When I was young, meals would often be finished with a cold and creamy frozen fruit dessert that I knew as “sherbert.” My great-grandmother called it that and even in her recipe cards and letters, when mentioning this simple yet satisfying bowl, she spelled it as such. It wasn’t until I was an adult that I learned that there is no extra r. Its proper spelling is sherbet.

Now, pureed fruit blended with sugar and frozen is called sorbet. This I always knew. But for some reason, until I was doing research a few years ago, I didn’t realize there was a connection between sorbet and sherbet, which is the abundance of fruit.

That said, sorbet has no dairy while sherbet’s sweetened fruit puree is also mixed with milk or cream before freezing. In Texas, you’ll also find sherbets prepared with sour buttermilk, which makes it especially refreshing.

The sherbet that my family served was usually citrus-based, such as orange, which is pretty common. Though pineapple sherbet is also a Texan classic, typically served at the end of a hearty Tex-Mex meal.
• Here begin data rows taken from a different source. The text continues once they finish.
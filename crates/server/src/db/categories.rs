//! Marketplace category repository.

use sqlx::PgPool;

use cyclemart_core::CategoryId;

use super::{RepositoryError, conflict_on_unique};
use crate::models::Category;

const CATEGORY_COLUMNS: &str = "id, parent_id, name, slug, level, position";

/// Repository for the category taxonomy.
pub struct CategoryRepository<'a> {
    pool: &'a PgPool,
}

impl<'a> CategoryRepository<'a> {
    /// Create a new category repository.
    #[must_use]
    pub const fn new(pool: &'a PgPool) -> Self {
        Self { pool }
    }

    /// Every category, unordered.
    ///
    /// # Errors
    ///
    /// Returns `RepositoryError::Database` if the query fails.
    pub async fn list_all(&self) -> Result<Vec<Category>, RepositoryError> {
        let categories = sqlx::query_as::<_, Category>(&format!(
            "SELECT {CATEGORY_COLUMNS} FROM marketplace.category"
        ))
        .fetch_all(self.pool)
        .await?;
        Ok(categories)
    }

    /// Get a category by ID.
    ///
    /// # Errors
    ///
    /// Returns `RepositoryError::Database` if the query fails.
    pub async fn get(&self, id: CategoryId) -> Result<Option<Category>, RepositoryError> {
        let category = sqlx::query_as::<_, Category>(&format!(
            "SELECT {CATEGORY_COLUMNS} FROM marketplace.category WHERE id = $1"
        ))
        .bind(id)
        .fetch_optional(self.pool)
        .await?;
        Ok(category)
    }

    /// Create a category at `level` under `parent_id`.
    ///
    /// # Errors
    ///
    /// Returns `RepositoryError::Conflict` if the slug is taken.
    pub async fn create(
        &self,
        parent_id: Option<CategoryId>,
        name: &str,
        slug: &str,
        level: i16,
        position: i32,
    ) -> Result<Category, RepositoryError> {
        let category = sqlx::query_as::<_, Category>(&format!(
            r"
            INSERT INTO marketplace.category (parent_id, name, slug, level, position)
            VALUES ($1, $2, $3, $4, $5)
            RETURNING {CATEGORY_COLUMNS}
            "
        ))
        .bind(parent_id)
        .bind(name)
        .bind(slug)
        .bind(level)
        .bind(position)
        .fetch_one(self.pool)
        .await
        .map_err(conflict_on_unique("category slug is already taken"))?;
        Ok(category)
    }

    /// Insert or update a category by slug. Used by the taxonomy import.
    ///
    /// # Errors
    ///
    /// Returns `RepositoryError::Database` if the query fails.
    pub async fn upsert(
        &self,
        parent_id: Option<CategoryId>,
        name: &str,
        slug: &str,
        level: i16,
        position: i32,
    ) -> Result<Category, RepositoryError> {
        let category = sqlx::query_as::<_, Category>(&format!(
            r"
            INSERT INTO marketplace.category (parent_id, name, slug, level, position)
            VALUES ($1, $2, $3, $4, $5)
            ON CONFLICT (slug) DO UPDATE
            SET parent_id = EXCLUDED.parent_id, name = EXCLUDED.name,
                level = EXCLUDED.level, position = EXCLUDED.position
            RETURNING {CATEGORY_COLUMNS}
            "
        ))
        .bind(parent_id)
        .bind(name)
        .bind(slug)
        .bind(level)
        .bind(position)
        .fetch_one(self.pool)
        .await?;
        Ok(category)
    }

    /// Persist a category's name, slug and position.
    ///
    /// # Errors
    ///
    /// Returns `RepositoryError::NotFound` if the category no longer exists,
    /// `RepositoryError::Conflict` if the slug is taken.
    pub async fn update(&self, category: &Category) -> Result<Category, RepositoryError> {
        let updated = sqlx::query_as::<_, Category>(&format!(
            r"
            UPDATE marketplace.category SET name = $2, slug = $3, position = $4
            WHERE id = $1
            RETURNING {CATEGORY_COLUMNS}
            "
        ))
        .bind(category.id)
        .bind(&category.name)
        .bind(&category.slug)
        .bind(category.position)
        .fetch_optional(self.pool)
        .await
        .map_err(conflict_on_unique("category slug is already taken"))?;
        updated.ok_or(RepositoryError::NotFound)
    }

    /// Delete a leaf category that no listing uses.
    ///
    /// # Errors
    ///
    /// Returns `RepositoryError::Conflict` if the category has children or
    /// listings, `RepositoryError::NotFound` if it does not exist.
    pub async fn delete(&self, id: CategoryId) -> Result<(), RepositoryError> {
        let mut tx = self.pool.begin().await?;

        let (children, products): (i64, i64) = sqlx::query_as(
            r"
            SELECT
                (SELECT COUNT(*) FROM marketplace.category WHERE parent_id = $1),
                (SELECT COUNT(*) FROM marketplace.product
                 WHERE category_id = $1 OR subcategory_id = $1 OR level3_category_id = $1)
            ",
        )
        .bind(id)
        .fetch_one(&mut *tx)
        .await?;

        if children > 0 {
            return Err(RepositoryError::Conflict(
                "category has subcategories".to_owned(),
            ));
        }
        if products > 0 {
            return Err(RepositoryError::Conflict(
                "category is used by listings".to_owned(),
            ));
        }

        let result = sqlx::query("DELETE FROM marketplace.category WHERE id = $1")
            .bind(id)
            .execute(&mut *tx)
            .await?;
        if result.rows_affected() == 0 {
            return Err(RepositoryError::NotFound);
        }

        tx.commit().await?;
        Ok(())
    }
}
It wasn’t until I was an adult that I had my first berry sherbet. It was a blend of blackberries, lemon juice, sugar, and buttermilk, and the combination created a dish filled with a lively sweet depth that was cool and stimulating on the palate.
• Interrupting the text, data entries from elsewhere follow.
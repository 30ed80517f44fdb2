//! Request ID middleware for correlating logs, Sentry events and clients.

use axum::{extract::Request, http::HeaderValue, middleware::Next, response::Response};
use tracing::Span;
use uuid::Uuid;

/// The HTTP header name for request IDs.
pub const REQUEST_ID_HEADER: &str = "x-request-id";

/// Longest inbound request ID that is trusted as-is.
const MAX_INBOUND_LEN: usize = 128;

/// A request's correlation ID, available to handlers via `Extension`.
#[derive(Debug, Clone, PartialEq, Eq)]
pub struct RequestId(pub String);

/// Ensure every request has a request ID.
///
/// An inbound `x-request-id` from a proxy is reused when it is short, visible
/// ASCII; otherwise a UUID v4 is generated. The ID is recorded on the current
/// span, tagged on the Sentry scope, stored in request extensions, and echoed
/// in the response.
pub async fn request_id_middleware(mut request: Request, next: Next) -> Response {
    let request_id = request
        .headers()
        .get(REQUEST_ID_HEADER)
        .and_then(|h| h.to_str().ok())
        .filter(|id| is_acceptable(id))
        .map_or_else(|| Uuid::new_v4().to_string(), String::from);

    Span::current().record("request_id", &request_id);
    sentry::configure_scope(|scope| {
        scope.set_tag("request_id", &request_id);
    });

    request
        .extensions_mut()
        .insert(RequestId(request_id.clone()));

    let mut response = next.run(request).await;

    if let Ok(value) = HeaderValue::from_str(&request_id) {
        response.headers_mut().insert(REQUEST_ID_HEADER, value);
    }

    response
}

fn is_acceptable(id: &str) -> bool {
    !id.is_empty() && id.len() <= MAX_INBOUND_LEN && id.bytes().all(|b| b.is_ascii_graphic())
}

#[cfg(test)]
#[allow(clippy::unwrap_used)]
mod tests {
    use axum::{Router, body::Body, http::Request, middleware, routing::get};
    use tower::ServiceExt;

    use super::*;

    fn app() -> Router {
        Router::new()
            .route("/", get(|| async { "ok" }))
            .layer(middleware::from_fn(request_id_middleware))
    }

    #[tokio::test]
    async fn test_inbound_id_echoed() {
        let response = app()
            .oneshot(
                Request::builder()
                    .uri("/")
                    .header(REQUEST_ID_HEADER, "edge-abc-123")
                    .body(Body::empty())
                    .unwrap(),
            )
            .await
            .unwrap();
        assert_eq!(response.headers()[REQUEST_ID_HEADER], "edge-abc-123");
    }

    #[tokio::test]
    async fn test_generated_when_missing() {
        let response = app()
            .oneshot(Request::builder().uri("/").body(Body::empty()).unwrap())
            .await
            .unwrap();
        let id = response.headers()[REQUEST_ID_HEADER].to_str().unwrap();
        assert!(Uuid::parse_str(id).is_ok());
    }

    #[test]
    fn test_is_acceptable() {
        assert!(is_acceptable("abc-123"));
        assert!(!is_acceptable(""));
        assert!(!is_acceptable("has space"));
        assert!(!is_acceptable(&"x".repeat(MAX_INBOUND_LEN + 1)));
    }
}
Dewberry sherbet | Homesick Texan

We’re entering berry season here in Texas, and while I haven’t encountered any dewberries in the wild just yet, I’ve heard reports they’re popping up in the Southern and Central parts of the state and are ripe for harvesting.
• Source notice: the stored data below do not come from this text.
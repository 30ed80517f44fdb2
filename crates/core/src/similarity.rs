//! Similar-products scoring.
//!
//! A candidate earns fixed points for every attribute it shares with the
//! source listing. Candidates are ranked by score, newest first on ties, and
//! anything that shares nothing is dropped.
//!
//! | Attribute            | Points |
//! |----------------------|--------|
//! | subcategory          | 5      |
//! | category             | 3      |
//! | level-3 category     | 4      |
//! | bike type            | 4      |
//! | frame size           | 3      |
//! | price within 30 %    | 2      |
//! | price within 50 %    | 1      |
//! | condition            | 2      |
//! | brand                | 3      |

use chrono::{DateTime, Utc};
use rust_decimal::Decimal;
use serde::Serialize;

use crate::types::{CategoryId, ProductCondition, ProductId};

pub const SUBCATEGORY_POINTS: u32 = 5;
pub const CATEGORY_POINTS: u32 = 3;
pub const LEVEL3_CATEGORY_POINTS: u32 = 4;
pub const BIKE_TYPE_POINTS: u32 = 4;
pub const FRAME_SIZE_POINTS: u32 = 3;
pub const NEAR_PRICE_POINTS: u32 = 2;
pub const FAR_PRICE_POINTS: u32 = 1;
pub const CONDITION_POINTS: u32 = 2;
pub const BRAND_POINTS: u32 = 3;

/// Price band (fraction of the source price) for [`NEAR_PRICE_POINTS`].
const NEAR_PRICE_BAND: Decimal = Decimal::from_parts(30, 0, 0, false, 2);
/// Price band (fraction of the source price) for [`FAR_PRICE_POINTS`].
const FAR_PRICE_BAND: Decimal = Decimal::from_parts(50, 0, 0, false, 2);

/// The attributes of a listing that take part in scoring.
#[derive(Debug, Clone, PartialEq, Eq)]
pub struct ProductAttributes {
    pub id: ProductId,
    pub category_id: Option<CategoryId>,
    pub subcategory_id: Option<CategoryId>,
    pub level3_category_id: Option<CategoryId>,
    pub bike_type: Option<String>,
    pub frame_size: Option<String>,
    pub price: Decimal,
    pub condition: Option<ProductCondition>,
    pub brand: Option<String>,
    pub created_at: DateTime<Utc>,
}

/// A candidate with its computed score.
#[derive(Debug, Clone, PartialEq, Eq, Serialize)]
pub struct ScoredProduct {
    pub id: ProductId,
    pub score: u32,
    pub created_at: DateTime<Utc>,
}

fn same_id(a: Option<CategoryId>, b: Option<CategoryId>) -> bool {
    matches!((a, b), (Some(a), Some(b)) if a == b)
}

fn normalized(value: Option<&str>) -> Option<String> {
    value
        .map(str::trim)
        .filter(|v| !v.is_empty())
        .map(str::to_lowercase)
}

fn same_text(a: Option<&str>, b: Option<&str>) -> bool {
    matches!((normalized(a), normalized(b)), (Some(a), Some(b)) if a == b)
}

fn price_points(source: Decimal, candidate: Decimal) -> u32 {
    if source <= Decimal::ZERO {
        return 0;
    }

    let ratio = (candidate - source).abs() / source;
    if ratio <= NEAR_PRICE_BAND {
        NEAR_PRICE_POINTS
    } else if ratio <= FAR_PRICE_BAND {
        FAR_PRICE_POINTS
    } else {
        0
    }
}

/// Score a single candidate against the source listing.
#[must_use]
pub fn score(source: &ProductAttributes, candidate: &ProductAttributes) -> u32 {
    let mut total = 0;

    if same_id(source.subcategory_id, candidate.subcategory_id) {
        total += SUBCATEGORY_POINTS;
    }
    if same_id(source.category_id, candidate.category_id) {
        total += CATEGORY_POINTS;
    }
    if same_id(source.level3_category_id, candidate.level3_category_id) {
        total += LEVEL3_CATEGORY_POINTS;
    }
    if same_text(source.bike_type.as_deref(), candidate.bike_type.as_deref()) {
        total += BIKE_TYPE_POINTS;
    }
    if same_text(source.frame_size.as_deref(), candidate.frame_size.as_deref()) {
        total += FRAME_SIZE_POINTS;
    }

    total += price_points(source.price, candidate.price);

    if matches!((source.condition, candidate.condition), (Some(a), Some(b)) if a == b) {
        total += CONDITION_POINTS;
    }
    if same_text(source.brand.as_deref(), candidate.brand.as_deref()) {
        total += BRAND_POINTS;
    }

    total
}

/// Rank candidates against the source and keep the best `limit`.
///
/// The source itself is never returned, candidates scoring zero are dropped,
/// and ties resolve to the most recently created listing (then by ID so the
/// output is fully deterministic).
#[must_use]
pub fn rank_similar(
    source: &ProductAttributes,
    candidates: &[ProductAttributes],
    limit: usize,
) -> Vec<ScoredProduct> {
    let mut scored: Vec<ScoredProduct> = candidates
        .iter()
        .filter(|c| c.id != source.id)
        .map(|c| ScoredProduct {
            id: c.id,
            score: score(source, c),
            created_at: c.created_at,
        })
        .filter(|s| s.score > 0)
        .collect();

    scored.sort_by(|a, b| {
        b.score
            .cmp(&a.score)
            .then_with(|| b.created_at.cmp(&a.created_at))
            .then_with(|| a.id.cmp(&b.id))
    });
    scored.truncate(limit);
    scored
}

#[cfg(test)]
#[allow(clippy::unwrap_used)]
mod tests {
    use chrono::TimeZone;
    use uuid::Uuid;

    use super::*;

    fn category(n: u128) -> Option<CategoryId> {
        Some(CategoryId::new(Uuid::from_u128(n)))
    }

    fn bare(n: u128, price: i64, day: u32) -> ProductAttributes {
        ProductAttributes {
            id: ProductId::new(Uuid::from_u128(n)),
            category_id: None,
            subcategory_id: None,
            level3_category_id: None,
            bike_type: None,
            frame_size: None,
            price: Decimal::new(price, 0),
            condition: None,
            brand: None,
            created_at: Utc.with_ymd_and_hms(2026, 3, day, 12, 0, 0).unwrap(),
        }
    }

    fn full(n: u128) -> ProductAttributes {
        ProductAttributes {
            category_id: category(1),
            subcategory_id: category(10),
            level3_category_id: category(100),
            bike_type: Some("Gravel".to_string()),
            frame_size: Some("56cm".to_string()),
            condition: Some(ProductCondition::Good),
            brand: Some("Canyon".to_string()),
            ..bare(n, 1000, 1)
        }
    }

    #[test]
    fn test_identical_attributes_score_maximum() {
        let source = full(1);
        let candidate = full(2);
        assert_eq!(score(&source, &candidate), 5 + 3 + 4 + 4 + 3 + 2 + 2 + 3);
    }

    #[test]
    fn test_text_matching_ignores_case_and_whitespace() {
        let source = full(1);
        let mut candidate = bare(2, 5000, 1);
        candidate.brand = Some("  canyon ".to_string());
        candidate.bike_type = Some("GRAVEL".to_string());
        assert_eq!(score(&source, &candidate), BRAND_POINTS + BIKE_TYPE_POINTS);
    }

    #[test]
    fn test_empty_text_never_matches() {
        let mut source = bare(1, 0, 1);
        source.brand = Some(String::new());
        let mut candidate = bare(2, 0, 1);
        candidate.brand = Some("   ".to_string());
        assert_eq!(score(&source, &candidate), 0);
    }

    #[test]
    fn test_missing_categories_do_not_match() {
        let source = bare(1, 0, 1);
        let candidate = bare(2, 0, 1);
        assert_eq!(score(&source, &candidate), 0);
    }

    #[test]
    fn test_price_bands() {
        let source = bare(1, 1000, 1);
        assert_eq!(score(&source, &bare(2, 1300, 1)), NEAR_PRICE_POINTS);
        assert_eq!(score(&source, &bare(3, 700, 1)), NEAR_PRICE_POINTS);
        assert_eq!(score(&source, &bare(4, 1301, 1)), FAR_PRICE_POINTS);
        assert_eq!(score(&source, &bare(5, 1500, 1)), FAR_PRICE_POINTS);
        assert_eq!(score(&source, &bare(6, 1501, 1)), 0);
        assert_eq!(score(&source, &bare(7, 400, 1)), 0);
    }

    #[test]
    fn test_zero_source_price_awards_no_price_points() {
        let source = bare(1, 0, 1);
        assert_eq!(score(&source, &bare(2, 0, 1)), 0);
    }

    #[test]
    fn test_rank_orders_by_score_then_recency() {
        let source = full(1);

        let mut weak = bare(2, 1000, 20);
        weak.category_id = category(1);

        let strong_old = ProductAttributes {
            created_at: Utc.with_ymd_and_hms(2026, 1, 1, 0, 0, 0).unwrap(),
            ..full(3)
        };
        let strong_new = ProductAttributes {
            created_at: Utc.with_ymd_and_hms(2026, 2, 1, 0, 0, 0).unwrap(),
            ..full(4)
        };

        let ranked = rank_similar(&source, &[weak.clone(), strong_old, strong_new], 10);
        let ids: Vec<ProductId> = ranked.iter().map(|s| s.id).collect();
        assert_eq!(
            ids,
            vec![
                ProductId::new(Uuid::from_u128(4)),
                ProductId::new(Uuid::from_u128(3)),
                weak.id
            ]
        );
    }

    #[test]
    fn test_rank_drops_source_and_zero_scores() {
        let source = bare(1, 1000, 1);
        let unrelated = bare(2, 99_999, 1);
        let ranked = rank_similar(&source, &[source.clone(), unrelated], 10);
        assert!(ranked.is_empty());
    }

    #[test]
    fn test_rank_truncates_to_limit() {
        let source = full(1);
        let candidates: Vec<ProductAttributes> = (2..10).map(full).collect();
        assert_eq!(rank_similar(&source, &candidates, 3).len(), 3);
        assert!(rank_similar(&source, &candidates, 0).is_empty());
    }
}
For those unfamiliar with dewberries, they are simply wild blackberries. The blackberries we eat were cultivated from dewberries, with the primary difference being dewberries are smaller and usually sweeter.

Unlike blackberries, however, you can’t buy dewberries at the store, and picking them in ditches or in creeks can be treacherous with the threat of snakes and thorny brambles. Though after a dewberry foraging session when you have a full bucket and enough to cook a cobbler, you will be thankful for your bravery and hard work.

Much like blackberries, dewberries are also excellent in other desserts besides cobblers. With the temperature rising, I was curious how they’d fare in a frozen dessert, such as a tangy, creamy sherbet. I gave it a try.

While I didn’t have dewberries, I did have blackberries. I pureed them with sugar then strained them to remove the knobby seeds. I then blended them with whole milk kefir, a sour beverage that is like thicker, richer buttermilk, and added a bit of heavy cream, too, to ensure it wouldn’t be too icy. For flavor, I stirred in cinnamon, vanilla, and lime juice, which all went well with the tart berries.

Dewberry sherbet | Homesick Texan

After churning and freezing the sherbet, I dipped in a spoon and took a bite. Besides its gloriously rich deep color, the dessert was both elegant and invigorating. A lively finish to any meal or a delicious pause to help keep you cool during the heat of the day. My great-grandmother, no matter how she pronounced it, would have approved.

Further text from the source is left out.